No one has ever seen God, but the One who knew Him before He was born on this earth taught us all to address Him in prayer.

When a Christian wonders if it makes sense to pray, the first and most eloquent answer comes naturally: Jesus Christ taught us to pray. No one would suspect that Christ was telling people to waste their time. If so, Jesus could have blessed the loud patterns of tradition that excelled in time-consuming surrogates for prayer. The prayer would then need only to be continued as before: exclusively public, as loud as possible, a bunch of words repeated until they lost their meaning. But the Master insisted on a completely opposite pattern of prayer that treats God as a spectator who must be impressed. “When you pray,” said the Savior, “go into your room, close the door and pray to your Father, who is unseen. Then your Father, who sees what is done in secret, will reward you.”[1] Jesus does not lie.

“Of course. Tell that to the Jews during the Holocaust!” How many conversations about the meaning of prayer must have witnessed the outbreak of such a strong argument against the possibility of ever establishing a dialogue with God ?! “Where is God when I suffer?” is a question-capsule, a concentrate of all the tears that will have slid down the faces of all the people in history. Many return to Auschwitz hoping to find either the map to God’s hiding place or a common grave in which to push their faith once and for all. In the years after the war, even among those who did not lose a hair, many haunted their clergy with the question, “Why, Father, why did God not guard the Jews?” An American rabbi named Reeve Robert Brenner, however, thought of asking someone else questions about God and the Holocaust.

Only those who suffer

In The Faith and Doubt of Holocaust Survivors, Brenner recounts his conversations about faith and God he had with hundreds of Jewish concentration camp survivors. The rabbi monumentalized them in a research with a result that was impossible to anticipate. Nearly half of those who survived Nazi hell did not feel that their experience affected their religious beliefs in one direction or another. Here is the statement of one survivor: “It never occurred to me to question God’s actions while I was imprisoned at Auschwitz, although I certainly understand that others have done so.” And he then says, as to discourage others from thinking he might be a little less intelligent: “If someone believes God is responsible for the death of six million because He didn’t somehow do something to save them, he’s got his thinking reversed. We owe God our lives for the few or many years we live, and we have the duty to worship Him.”[2]

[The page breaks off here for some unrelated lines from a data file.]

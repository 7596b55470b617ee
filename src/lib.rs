// ==========================================
// 来料检验系统 - 核心库
// ==========================================
// 职责: 验收标准解析、生成规则解释、样本生成、判定、报告编号
// 技术栈: Rust + SQLite
// ==========================================

// ==========================================
// 模块声明
// ==========================================

// 领域层 - 实体与类型
pub mod domain;

// 数据仓储层 - 数据访问
pub mod repository;

// 引擎层 - 业务规则（纯计算）
pub mod engine;

// 导入层 - 检验项目目录
pub mod importer;

// 配置层 - 检验参数
pub mod config;

// 数据库基础设施（连接初始化/PRAGMA 统一/建表）
pub mod db;

// 日志系统
pub mod logging;

// API 层 - 业务接口
pub mod api;

// ==========================================
// 重导出核心类型
// ==========================================

// 领域类型与实体
pub use domain::{
    ArrivalRecord, GeneratedSample, InspectionItem, InspectionReport, ItemKind, Judgment,
    MaterialCategory,
};

// 引擎
pub use engine::{
    aggregate_judgment, generate_samples, interpret_rule, judge, next_report_number,
    parse_criteria, GenerationRule, InspectionOrchestrator, JudgmentEngine, ParsedCriteria,
    ReportNumberGenerator, SampleValueGenerator,
};

// 配置
pub use config::InspectionConfig;

// API
pub use api::{ApiError, ApiResult, BatchGenerateResult, InspectionApi};

// ==========================================
// 常量定义
// ==========================================

// 系统版本
pub const VERSION: &str = env!("CARGO_PKG_VERSION");

// 系统名称
pub const APP_NAME: &str = "来料检验系统";

#[cfg(test)]
mod tests {
    use super::*;

    #[test]
    fn test_version() {
        assert!(!VERSION.is_empty());
    }
}
// ==========================================
// 来料检验系统 - 检验 API
// ==========================================
// 职责: 验收标准预览、交互生成样本、判定、报告编号预览、
//       批量生成报告、报告查询、检验项目导入
// 并发: 报告编号在仓储层 IMMEDIATE 事务内分配
// ==========================================

use crate::api::error::{require_non_blank, ApiError, ApiResult};
use crate::config::{ConfigManager, InspectionConfig};
use crate::db::{init_schema, open_sqlite_connection};
use crate::domain::inspection::{ArrivalRecord, GeneratedSample, InspectionReport};
use crate::domain::types::Judgment;
use crate::engine::criteria_parser::{parse_criteria, ParsedCriteria};
use crate::engine::orchestrator::InspectionOrchestrator;
use crate::engine::report_number::ReportNumberGenerator;
use crate::importer::{ItemCatalogImporter, ItemImportSummary};
use crate::repository::{InspectionItemRepository, InspectionReportRepository, RepositoryError};
use chrono::NaiveDate;
use rusqlite::Connection;
use serde::{Deserialize, Serialize};
use std::sync::{Arc, Mutex};
use tracing::{error, info, warn};

/// 编号冲突时的最大尝试次数
const MAX_ALLOCATION_ATTEMPTS: usize = 3;

/// 单条到货记录的生成失败
#[derive(Debug, Clone, PartialEq, Serialize, Deserialize)]
pub struct BatchFailure {
    /// 在输入列表中的下标
    pub index: usize,
    pub product_name: String,
    pub reason: String,
}

/// 批量生成结果
#[derive(Debug, Clone, Default, Serialize, Deserialize)]
pub struct BatchGenerateResult {
    pub success_count: usize,
    pub fail_count: usize,
    /// 成功生成的报告编号（按输入顺序）
    pub report_nos: Vec<String>,
    #[serde(skip_serializing_if = "Vec::is_empty")]
    pub failures: Vec<BatchFailure>,
}

impl BatchGenerateResult {
    pub fn message(&self) -> String {
        format!(
            "批量生成完成: 成功 {} 条, 失败 {} 条",
            self.success_count, self.fail_count
        )
    }
}

// ==========================================
// InspectionApi - 检验 API
// ==========================================
pub struct InspectionApi {
    conn: Arc<Mutex<Connection>>,
    item_repo: Arc<InspectionItemRepository>,
    report_repo: Arc<InspectionReportRepository>,
    orchestrator: InspectionOrchestrator,
    report_numbers: ReportNumberGenerator,
    default_sample_count: usize,
}

impl InspectionApi {
    /// 从已有连接创建（建表 + 从 config_kv 加载检验参数）
    pub fn new(conn: Arc<Mutex<Connection>>) -> ApiResult<Self> {
        {
            let guard = conn
                .lock()
                .map_err(|e| ApiError::DatabaseConnectionError(format!("锁获取失败: {}", e)))?;
            init_schema(&guard).map_err(RepositoryError::from)?;
        }

        let config = ConfigManager::from_connection(conn.clone())
            .and_then(|mgr| mgr.load_inspection_config())
            .map_err(|e| ApiError::ConfigError(e.to_string()))?;

        Ok(Self::with_config(conn, config))
    }

    /// 打开数据库文件并创建
    pub fn from_db_path(db_path: &str) -> ApiResult<Self> {
        let conn = open_sqlite_connection(db_path)
            .map_err(|e| ApiError::DatabaseConnectionError(e.to_string()))?;
        Self::new(Arc::new(Mutex::new(conn)))
    }

    /// 使用显式参数创建（不读取 config_kv，调用方需保证已建表）
    pub fn with_config(conn: Arc<Mutex<Connection>>, config: InspectionConfig) -> Self {
        Self {
            item_repo: Arc::new(InspectionItemRepository::new(conn.clone())),
            report_repo: Arc::new(InspectionReportRepository::new(conn.clone())),
            conn,
            orchestrator: InspectionOrchestrator::new(
                config.generator,
                config.judgment,
                config.sampling,
            ),
            report_numbers: ReportNumberGenerator::new(),
            default_sample_count: config.default_sample_count.max(1),
        }
    }

    // ==========================================
    // 单项工具
    // ==========================================

    /// 解析验收标准（预览用）
    pub fn parse_criteria(&self, criteria: &str) -> ParsedCriteria {
        parse_criteria(criteria)
    }

    /// 交互生成: 为某物料类别的适用项目生成样本并判定
    ///
    /// 项目选择含空类别与"通用"项目；类别为空时只取这两类。
    /// 样本数缺省或为 0 时取配置值。
    pub fn generate_data(
        &self,
        category: &str,
        sample_size: Option<usize>,
    ) -> ApiResult<Vec<GeneratedSample>> {
        let count = sample_size.filter(|n| *n > 0).unwrap_or(self.default_sample_count);

        let items = self.item_repo.find_for_category(category.trim(), false)?;
        if items.is_empty() {
            warn!(category, "该物料类别没有适用的检验项目");
        }
        Ok(self.orchestrator.generate_details(&items, count))
    }

    /// 对人工录入的样本值进行判定
    pub fn judge_values(&self, item_id: i64, values: &[String]) -> ApiResult<Judgment> {
        let item = self
            .item_repo
            .find_by_id(item_id)?
            .ok_or_else(|| ApiError::NotFound(format!("检验项目(id={})不存在", item_id)))?;
        Ok(self.orchestrator.judgment().judge(&item, values))
    }

    /// 预览下一个报告编号（不占号）
    pub fn preview_report_number(&self, category: &str, date: NaiveDate) -> ApiResult<String> {
        let prefix = ReportNumberGenerator::prefix(category, date);
        let current_max = self.report_repo.find_max_report_no(&prefix)?;
        Ok(self.report_numbers.next(category, date, current_max.as_deref()))
    }

    // ==========================================
    // 报告生成
    // ==========================================

    /// 为单条到货记录生成并保存报告
    pub fn create_report(
        &self,
        arrival: &ArrivalRecord,
        inspector: &str,
        inspection_date: NaiveDate,
    ) -> ApiResult<InspectionReport> {
        require_non_blank("检验员", inspector)?;
        let catalog = self.item_repo.find_active()?;
        self.generate_and_save(arrival, &catalog, inspector, inspection_date)
    }

    /// 批量生成报告: 每条到货记录独立成败，失败记录后继续
    pub fn batch_generate(
        &self,
        arrivals: &[ArrivalRecord],
        inspector: &str,
        today: NaiveDate,
    ) -> ApiResult<BatchGenerateResult> {
        if arrivals.is_empty() {
            return Err(ApiError::InvalidInput("请选择至少一条记录".to_string()));
        }
        require_non_blank("检验员", inspector)?;

        // 项目目录只读一次
        let catalog = self.item_repo.find_active()?;
        let mut result = BatchGenerateResult::default();

        for (index, arrival) in arrivals.iter().enumerate() {
            match self.generate_and_save(arrival, &catalog, inspector, today) {
                Ok(report) => {
                    result.success_count += 1;
                    result.report_nos.push(report.report_no);
                }
                Err(e) => {
                    error!(index, product = %arrival.product_name, error = %e, "到货记录生成报告失败");
                    result.fail_count += 1;
                    result.failures.push(BatchFailure {
                        index,
                        product_name: arrival.product_name.clone(),
                        reason: e.to_string(),
                    });
                }
            }
        }

        info!(
            success = result.success_count,
            failed = result.fail_count,
            "{}",
            result.message()
        );
        Ok(result)
    }

    fn generate_and_save(
        &self,
        arrival: &ArrivalRecord,
        catalog: &[crate::domain::inspection::InspectionItem],
        inspector: &str,
        inspection_date: NaiveDate,
    ) -> ApiResult<InspectionReport> {
        require_non_blank("品名", &arrival.product_name)?;

        let mut report = self
            .orchestrator
            .build_report(arrival, catalog, inspector, inspection_date);
        if report.details.is_empty() {
            warn!(
                product = %arrival.product_name,
                category = %report.material_category,
                "没有匹配的检验项目，报告不含明细"
            );
        }

        let category = report.material_category.clone();
        let prefix = ReportNumberGenerator::prefix(&category, inspection_date);

        let mut attempt = 0;
        let report_no = loop {
            attempt += 1;
            let outcome = self.report_repo.insert_with_allocated_number(&prefix, &report, |current| {
                self.report_numbers.next(&category, inspection_date, current)
            });
            match outcome {
                Ok(no) => break no,
                Err(RepositoryError::UniqueConstraintViolation(msg))
                    if attempt < MAX_ALLOCATION_ATTEMPTS =>
                {
                    warn!(attempt, error = %msg, "报告编号冲突，重新分配");
                }
                Err(e) => return Err(e.into()),
            }
        };

        report.report_no = report_no;
        Ok(report)
    }

    // ==========================================
    // 查询与导入
    // ==========================================

    /// 按编号查询报告
    pub fn get_report(&self, report_no: &str) -> ApiResult<InspectionReport> {
        self.report_repo
            .find_by_report_no(report_no)?
            .ok_or_else(|| ApiError::NotFound(format!("报告{}不存在", report_no)))
    }

    /// 从 CSV/Excel 导入检验项目目录
    pub fn import_items(&self, file_path: &str) -> ApiResult<ItemImportSummary> {
        let importer = ItemCatalogImporter::new(InspectionItemRepository::new(self.conn.clone()));
        Ok(importer.import_from_file(file_path)?)
    }
}

#[cfg(test)]
mod tests {
    use super::*;
    use crate::domain::inspection::InspectionItem;

    fn api() -> InspectionApi {
        let conn = Connection::open_in_memory().unwrap();
        InspectionApi::new(Arc::new(Mutex::new(conn))).unwrap()
    }

    fn jan_15() -> NaiveDate {
        NaiveDate::from_ymd_opt(2025, 1, 15).unwrap()
    }

    #[test]
    fn test_generate_data_uses_loose_selection() {
        let api = api();
        api.item_repo
            .upsert(&InspectionItem::new(0, "外观").with_category("通用").with_criteria("无破损"))
            .unwrap();
        api.item_repo
            .upsert(&InspectionItem::new(0, "克重").with_category("纸张").with_criteria("240-260"))
            .unwrap();

        let details = api.generate_data("纸张", Some(4)).unwrap();
        assert_eq!(details.len(), 2);
        assert!(details.iter().all(|d| d.values.len() == 4));

        let defaulted = api.generate_data("纸张", None).unwrap();
        assert!(defaulted.iter().all(|d| d.values.len() == 5));

        let zero = api.generate_data("纸张", Some(0)).unwrap();
        assert!(zero.iter().all(|d| d.values.len() == 5));
    }

    #[test]
    fn test_generate_data_blank_category_takes_general_items() {
        let api = api();
        api.item_repo
            .upsert(&InspectionItem::new(0, "外观").with_category("通用").with_criteria("无破损"))
            .unwrap();
        api.item_repo
            .upsert(&InspectionItem::new(0, "气味").with_criteria("无异味"))
            .unwrap();
        api.item_repo
            .upsert(&InspectionItem::new(0, "克重").with_category("纸张").with_criteria("240-260"))
            .unwrap();

        let details = api.generate_data("  ", Some(2)).unwrap();
        let mut names: Vec<&str> = details.iter().map(|d| d.item_name.as_str()).collect();
        names.sort();
        assert_eq!(names, vec!["外观", "气味"]);
    }

    #[test]
    fn test_judge_values_and_missing_item() {
        let api = api();
        let id = api
            .item_repo
            .upsert(&InspectionItem::new(0, "外观").with_criteria("无破损"))
            .unwrap();
        let ok = api.judge_values(id, &["OK".to_string(), "无破损".to_string()]).unwrap();
        assert_eq!(ok, Judgment::Pass);
        let bad = api.judge_values(id, &["破损".to_string()]).unwrap();
        assert_eq!(bad, Judgment::Fail);
        assert!(matches!(api.judge_values(id + 1, &[]), Err(ApiError::NotFound(_))));
    }

    #[test]
    fn test_batch_generate_allocates_sequential_numbers() {
        let api = api();
        api.item_repo
            .upsert(&InspectionItem::new(0, "克重").with_category("纸张").with_criteria("240-260"))
            .unwrap();

        let arrivals = vec![
            ArrivalRecord {
                product_name: "白卡纸".to_string(),
                package_count: 10,
                ..Default::default()
            },
            ArrivalRecord {
                product_name: "  ".to_string(),
                ..Default::default()
            },
            ArrivalRecord {
                product_name: "铜版纸".to_string(),
                package_count: 60,
                ..Default::default()
            },
        ];

        assert_eq!(api.preview_report_number("纸张", jan_15()).unwrap(), "TJY2501001");
        let result = api.batch_generate(&arrivals, "张三", jan_15()).unwrap();
        assert_eq!(result.success_count, 2);
        assert_eq!(result.fail_count, 1);
        assert_eq!(result.failures[0].index, 1);
        assert_eq!(result.report_nos, vec!["TJY2501001", "TJY2501002"]);
        assert_eq!(api.preview_report_number("纸张", jan_15()).unwrap(), "TJY2501003");

        let report = api.get_report("TJY2501002").unwrap();
        assert_eq!(report.sampling_quantity, 8);
        assert_eq!(report.details.len(), 1);
        assert_eq!(report.details[0].values.len(), 8);
    }

    #[test]
    fn test_batch_generate_rejects_empty_input() {
        let api = api();
        assert!(matches!(
            api.batch_generate(&[], "张三", jan_15()),
            Err(ApiError::InvalidInput(_))
        ));
        assert!(matches!(api.get_report("TJF2501001"), Err(ApiError::NotFound(_))));
    }
}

“It never occurred to me to question God’s actions while I was imprisoned at Auschwitz, although I certainly understand that others have done so.”

This man’s admirable religious loyalty seems irreproducible, but Brenner’s research has revealed even more astonishing things. Talking openly to the survivors, the rabbi calculated that about 5% of them began to believe in God as a direct result of the experience they had in the camp. If we extrapolate to the total number of European Jews who survived, in one place or another, that time of hatred against them, 5% means about 170,000 people.

Brenner did not try to optimistically rewrite the history of Nazi horror. He did not even hide the fact that 11% of the survivors saw their faith scattered in nothingness, intertwined with the smoke of the gas chambers. But the fact that 5% of the survivors of the camps enter the concentration camps as atheists and left them as believers, that almost half of them left the camp with their faith untouched shows that it is indeed possible that, in the midst of the most devastating pain, there be reasons to unwaveringly believe in God.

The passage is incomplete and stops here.